What you will do => Transcribe every line of the entries exactly.

-- Opening Marker --

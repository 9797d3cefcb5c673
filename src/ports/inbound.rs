//! # Inbound Ports
//!
//! What the routing core offers to callers.

use crate::domain::{RouteQuery, RouteResult, ShardingError};

/// Query routing - inbound port.
pub trait QueryRouter: Send + Sync {
    /// Compute the minimal set of physical targets guaranteed to contain
    /// every row matching the query.
    fn route(&self, query: &RouteQuery) -> Result<RouteResult, ShardingError>;

    /// All targets an unrestricted scan of one entity touches.
    fn route_full_scan(&self, entity: &str) -> Result<RouteResult, ShardingError> {
        self.route(&RouteQuery::full_scan(entity))
    }
}
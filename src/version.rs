//! Firmware version string and dotted-version ordering.

use core::cmp::Ordering;

/// Version of the running image, as published next to `<name>.bin`.
pub const FIRMWARE_VERSION: &str = env!("CARGO_PKG_VERSION");

/// Compare two dotted versions component by component.
///
/// Components that both parse as integers compare numerically; anything
/// else compares as text.  A missing component counts as `"0"`, so
/// `"1.4"` and `"1.4.0"` are equal.
pub fn compare(a: &str, b: &str) -> Ordering {
    let mut left = a.trim().split('.');
    let mut right = b.trim().split('.');
    loop {
        let (l, r) = match (left.next(), right.next()) {
            (None, None) => return Ordering::Equal,
            (l, r) => (l.unwrap_or("0"), r.unwrap_or("0")),
        };
        let ord = match (l.parse::<u64>(), r.parse::<u64>()) {
            (Ok(l), Ok(r)) => l.cmp(&r),
            _ => l.cmp(r),
        };
        if ord != Ordering::Equal {
            return ord;
        }
    }
}

/// `true` when `remote` is strictly newer than `local`.
pub fn is_newer(remote: &str, local: &str) -> bool {
    compare(remote, local) == Ordering::Greater
}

-- Closing Marker --

Answer to the problem =>
repository 9797d3cefcb5c673
filename src/ports/inbound.rs
//! # Inbound Ports
//!
//! What the routing core offers to callers.

use crate::domain::{RouteQuery, RouteResult, ShardingError};

/// Query routing - inbound port.
pub trait QueryRouter: Send + Sync {
    /// Compute the minimal set of physical targets guaranteed to contain
    /// every row matching the query.
    fn route(&self, query: &RouteQuery) -> Result<RouteResult, ShardingError>;

    /// All targets an unrestricted scan of one entity touches.
    fn route_full_scan(&self, entity: &str) -> Result<RouteResult, ShardingError> {
        self.route(&RouteQuery::full_scan(entity))
    }
}
filename src/version.rs
//! Firmware version string and dotted-version ordering.

use core::cmp::Ordering;

/// Version of the running image, as published next to `<name>.bin`.
pub const FIRMWARE_VERSION: &str = env!("CARGO_PKG_VERSION");

/// Compare two dotted versions component by component.
///
/// Components that both parse as integers compare numerically; anything
/// else compares as text.  A missing component counts as `"0"`, so
/// `"1.4"` and `"1.4.0"` are equal.
pub fn compare(a: &str, b: &str) -> Ordering {
    let mut left = a.trim().split('.');
    let mut right = b.trim().split('.');
    loop {
        let (l, r) = match (left.next(), right.next()) {
            (None, None) => return Ordering::Equal,
            (l, r) => (l.unwrap_or("0"), r.unwrap_or("0")),
        };
        let ord = match (l.parse::<u64>(), r.parse::<u64>()) {
            (Ok(l), Ok(r)) => l.cmp(&r),
            _ => l.cmp(r),
        };
        if ord != Ordering::Equal {
            return ord;
        }
    }
}

/// `true` when `remote` is strictly newer than `local`.
pub fn is_newer(remote: &str, local: &str) -> bool {
    compare(remote, local) == Ordering::Greater
}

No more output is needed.